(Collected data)
• • •

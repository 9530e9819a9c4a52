use super::*;

#[test]
fn display_prefixes_are_stable() {
    assert!(
        TryOnError::validation("x")
            .to_string()
            .contains("validation error:")
    );
    assert!(TryOnError::render("x").to_string().contains("render error:"));
    assert!(
        TryOnError::serde("x")
            .to_string()
            .contains("serialization error:")
    );
    assert!(
        TryOnError::detection_unavailable("x")
            .to_string()
            .contains("face detection unavailable:")
    );
    assert_eq!(
        TryOnError::image_load("a.png", "missing").to_string(),
        "image load failed for 'a.png': missing"
    );
}

#[test]
fn camera_errors_carry_user_facing_distinction() {
    let denied = TryOnError::from(CameraAccessError::Denied);
    assert!(matches!(denied, TryOnError::Camera(CameraAccessError::Denied)));
    assert!(CameraAccessError::Denied.user_message().contains("denied"));
    assert!(
        CameraAccessError::Unavailable
            .user_message()
            .contains("another app")
    );
}

#[test]
fn other_preserves_source() {
    let base = std::io::Error::other("boom");
    let err = TryOnError::Other(anyhow::Error::new(base));
    assert!(err.to_string().contains("boom"));
}
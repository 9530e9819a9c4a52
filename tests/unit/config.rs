use super::*;

#[test]
fn empty_object_yields_defaults() {
    let cfg = EngineConfig::from_reader("{}".as_bytes()).unwrap();
    assert_eq!(cfg, EngineConfig::default());
    assert_eq!(cfg.scale_range, ScaleRange { min: 0.05, max: 10.0 });
    assert_eq!(cfg.smoothing_factor, 0.22);
    assert_eq!(cfg.camera.ideal_width, 1280);
    assert_eq!(cfg.camera.ideal_height, 720);
    assert!(cfg.mirror);
}

#[test]
fn partial_sections_merge_with_defaults() {
    let cfg = EngineConfig::from_reader(
        r##"{ "smoothing_factor": 0.5, "checker": { "block_px": 8 }, "mirror": false }"##
            .as_bytes(),
    )
    .unwrap();
    assert_eq!(cfg.smoothing_factor, 0.5);
    assert_eq!(cfg.checker.block_px, 8);
    assert_eq!(cfg.checker.dark, "#111827");
    assert!(!cfg.mirror);
}

#[test]
fn invalid_values_are_rejected() {
    for bad in [
        r#"{ "smoothing_factor": 0.0 }"#,
        r#"{ "scale_range": { "min": 0.0, "max": 1.0 } }"#,
        r#"{ "scale_range": { "min": 2.0, "max": 1.0 } }"#,
        r#"{ "detect_interval": 0 }"#,
        r#"{ "checker": { "dark": "red" } }"#,
        r#"{ "default_opacity": 1.5 }"#,
    ] {
        assert!(EngineConfig::from_reader(bad.as_bytes()).is_err(), "{bad}");
    }
    assert!(matches!(
        EngineConfig::from_reader("not json".as_bytes()),
        Err(TryOnError::Serde(_))
    ));
}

• • •

**PROBLEM TO WORK ON**: Count how many lines in the data contain the word "missing". Reply with that number only.

**TASK OUTPUT**: 2